私の師匠のクラマーさんだったら、重慶にはいる前に、日本と中国の良いも悪いも、歴史を勉強したりして、選手にどうだこうだと言いそうです、サッカーでなくたって、バレーボールの松平さんも、東欧遠征の代表チームにそれぞれの当時の共産圏の国の政情やら歴史などを勉強させたというようなことを読んだりしました。

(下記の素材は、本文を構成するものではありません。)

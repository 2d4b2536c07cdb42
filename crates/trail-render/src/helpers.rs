pub(crate) fn create_color_texture(
    device: &wgpu::Device,
    label: &str,
    width: u32,
    height: u32,
    format: wgpu::TextureFormat,
    usage: wgpu::TextureUsages,
) -> (wgpu::Texture, wgpu::TextureView) {
    let tex = device.create_texture(&wgpu::TextureDescriptor {
        label: Some(label),
        size: wgpu::Extent3d {
            width: width.max(1),
            height: height.max(1),
            depth_or_array_layers: 1,
        },
        mip_level_count: 1,
        sample_count: 1,
        dimension: wgpu::TextureDimension::D2,
        format,
        usage,
        view_formats: &[],
    });
    let view = tex.create_view(&wgpu::TextureViewDescriptor::default());
    (tex, view)
}

pub(crate) fn make_post_pipeline(
    device: &wgpu::Device,
    layout: &wgpu::PipelineLayout,
    shader: &wgpu::ShaderModule,
    frag_entry: &str,
    color_format: wgpu::TextureFormat,
    blend: Option<wgpu::BlendState>,
) -> wgpu::RenderPipeline {
    device.create_render_pipeline(&wgpu::RenderPipelineDescriptor {
        label: Some(frag_entry),
        layout: Some(layout),
        vertex: wgpu::VertexState {
            module: shader,
            entry_point: Some("vs_fullscreen"),
            buffers: &[],
            compilation_options: wgpu::PipelineCompilationOptions::default(),
        },
        primitive: wgpu::PrimitiveState::default(),
        depth_stencil: None,
        multisample: wgpu::MultisampleState::default(),
        fragment: Some(wgpu::FragmentState {
            module: shader,
            entry_point: Some(frag_entry),
            targets: &[Some(wgpu::ColorTargetState {
                format: color_format,
                blend,
                write_mask: wgpu::ColorWrites::ALL,
            })],
            compilation_options: wgpu::PipelineCompilationOptions::default(),
        }),
        cache: None,
        multiview: None,
    })
}

/// Additive blend for glowing geometry drawn into the HDR target. Colors are
/// premultiplied by alpha in the shaders.
pub(crate) const ADDITIVE: wgpu::BlendState = wgpu::BlendState {
    color: wgpu::BlendComponent {
        src_factor: wgpu::BlendFactor::One,
        dst_factor: wgpu::BlendFactor::One,
        operation: wgpu::BlendOperation::Add,
    },
    alpha: wgpu::BlendComponent {
        src_factor: wgpu::BlendFactor::One,
        dst_factor: wgpu::BlendFactor::One,
        operation: wgpu::BlendOperation::Add,
    },
};

pub(crate) fn uniform_layout_entry(
    binding: u32,
    visibility: wgpu::ShaderStages,
) -> wgpu::BindGroupLayoutEntry {
    wgpu::BindGroupLayoutEntry {
        binding,
        visibility,
        ty: wgpu::BindingType::Buffer {
            ty: wgpu::BufferBindingType::Uniform,
            has_dynamic_offset: false,
            min_binding_size: None,
        },
        count: None,
    }
}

そういったことはコーチのマニュアルにかいてあるのではなく、けっきょくは
その人物の大志とか器量に依存するかのようです。

だから週間文春の、阿川佐和子対談でバレーの加藤陽一選手の言いたいことを、賛成、反対は別に、じっくり読むことをお奨めします。
いつも自分の言う、ジャパンドメスと、そうではない(スタンダードかどうかは別に)カルチャー、この二つの間で、 加藤選手、要はひきさかれているような気がしました。

日本的なことのすべてが、だめだ、無意味だ、そういうことではないでしょう、しかし、ジャパン・ドメスではうまく行かない、閉塞的である、ああだこうだというときに、横見れば、なにかうまくいっていそうな、カルチャーがあるというわけですが、そこは、自分は疑りぶかいから、「ふーん」とは思う。

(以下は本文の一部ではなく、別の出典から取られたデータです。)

// Host-side tests for idle pulses and the idle timer.

use glam::Vec3;
use trail_core::*;

#[test]
fn progress_stays_in_unit_interval_and_retires_at_duration() {
    let dur = PulseParams::default().duration_ms;
    let mut prev_scale = f32::MIN;
    let mut prev_opacity = f32::MAX;
    let mut age = 0.0;
    while age < dur {
        let p = pulse_progress(age, dur).expect("live pulse");
        assert!((0.0..1.0).contains(&p));
        let scale = pulse_scale(p, PulseParams::default().max_radius);
        let opacity = pulse_opacity(p);
        assert!(scale >= prev_scale);
        assert!(opacity <= prev_opacity);
        assert!(scale >= 1.0 && opacity > 0.0);
        prev_scale = scale;
        prev_opacity = opacity;
        age += 7.5;
    }
    assert_eq!(pulse_progress(dur, dur), None);
    assert_eq!(pulse_progress(dur + 1.0, dur), None);
}

#[test]
fn scale_and_opacity_endpoints() {
    assert_eq!(pulse_scale(0.0, 3.0), 1.0);
    assert!((pulse_scale(0.5, 3.0) - 2.5).abs() < 1e-6);
    assert_eq!(pulse_opacity(0.0), 1.0);
    assert!((pulse_opacity(0.75) - 0.25).abs() < 1e-6);
}

#[test]
fn spawns_only_when_idle_and_visible() {
    let mut m = PulseManager::new(PulseParams::default());
    let head = Some(Vec3::new(0.5, 0.5, 0.0));
    assert!(m.update(0.0, false, 1.0, 0.9, head).is_none());
    assert!(m.update(0.0, true, 0.5, 0.9, head).is_none());
    assert!(m.update(0.0, true, 0.9, 0.9, head).is_none());
    assert!(m.live().is_empty());

    let spawned = m.update(10.0, true, 1.0, 0.9, head).expect("first idle frame spawns");
    assert_eq!(spawned.position, Vec3::new(0.5, 0.5, 0.0));
    assert_eq!(m.live().len(), 1);
}

#[test]
fn spawn_interval_and_retirement() {
    let params = PulseParams::default();
    let mut m = PulseManager::new(params);
    let head = Some(Vec3::ZERO);
    let mut spawn_times = Vec::new();
    let mut t = 0.0;
    while t < 5000.0 {
        if let Some(p) = m.update(t, true, 1.0, 0.9, head) {
            spawn_times.push(p.start_ms);
        }
        for p in m.live() {
            assert!(p.age_ms(t) < params.duration_ms);
        }
        t += 16.0;
    }
    assert!(spawn_times.len() >= 4);
    for w in spawn_times.windows(2) {
        assert!(w[1] - w[0] >= params.interval_ms);
    }
    // interval 1000, duration 1500: never more than two alive
    assert!(m.live().len() <= 2);
}

#[test]
fn visuals_follow_age() {
    let mut m = PulseManager::new(PulseParams::default());
    m.update(0.0, true, 1.0, 0.9, Some(Vec3::X));
    let v: Vec<PulseVisual> = m.visuals(750.0).collect();
    assert_eq!(v.len(), 1);
    assert_eq!(v[0].position, Vec3::X);
    assert!((v[0].opacity - 0.5).abs() < 1e-6);
    assert!((v[0].scale - 2.5).abs() < 1e-6);
    m.clear();
    assert_eq!(m.visuals(800.0).count(), 0);
}

#[test]
fn no_head_means_no_pulse() {
    let mut m = PulseManager::new(PulseParams::default());
    assert!(m.update(0.0, true, 1.0, 0.9, None).is_none());
    assert!(m.live().is_empty());
}

#[test]
fn idle_timer_fires_once_and_rearms() {
    let mut timer = IdleTimer::default();
    assert!(!timer.poll(0.0));
    timer.arm(0.0, 1000.0);
    assert!(timer.is_pending());
    assert!(!timer.poll(999.0));
    assert!(timer.poll(1000.0));
    assert!(!timer.poll(2000.0));
    timer.arm(2000.0, 1000.0);
    timer.arm(2500.0, 1000.0);
    assert!(!timer.poll(3200.0));
    assert!(timer.poll(3500.0));
    timer.arm(0.0, 10.0);
    timer.clear();
    assert!(!timer.poll(100.0));
}

#[test]
fn pointer_ignores_non_finite_moves() {
    let mut p = PointerTracker::new(ScreenPoint::new(1.0, 2.0), 1000.0, 0.1);
    assert!(!p.on_move(ScreenPoint::new(f32::NAN, 3.0), 0.0));
    assert_eq!(p.current_position(), ScreenPoint::new(1.0, 2.0));
    assert!(!p.idle_timer().is_pending());
    assert!(p.on_move(ScreenPoint::new(4.0, 6.0), 0.0));
    assert!(p.idle_timer().is_pending());
}

#[test]
fn smoothed_velocity_blends_raw_displacement() {
    let mut p = PointerTracker::new(ScreenPoint::new(0.0, 0.0), 1000.0, 0.1);
    p.on_move(ScreenPoint::new(30.0, 40.0), 0.0);
    p.update_velocity(1.0);
    assert!((p.smoothed_velocity() - 5.0).abs() < 1e-5);
    // no motion: decays toward zero
    p.update_velocity(1.0);
    assert!((p.smoothed_velocity() - 4.5).abs() < 1e-5);
}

ただひとつだけはっきりしているのは、いかにも日本という場にも、外国というものがどんどんはいってきているそして、「どうしたらよいか?今までのジャパンドメスを捨てて、なにか別な物に行こう、行きたい、しかし、ではどうしたらよいか?はかんたんにはわからない」という時代にわたしたちは生きているのだとは思います。

いつも例に出すのですが、田中真紀子さん、
アメリカに留学したりまでして、ジャパン・ドメスではない社会やカルチャーがあるのは百も承知はしている、しかし新潟の選挙ではご自分のことを「おらは、」というように言っていると。
つまり真紀子さんなどは、ジャパン・ドメスに身をまかせるしかない、と覚悟したのではないでしょうか?
そういう意味では加藤選手少し、国外のものへの、好みが勝っていて、日本というものがやむを得ず、持続させてきた、なにかを低評価というきらいありますが、まーそれはおいおいわかるでしょう。

ただ、自分の印象を短くいえば、バレーボールって、まだそんな感じなの?というぐらいです。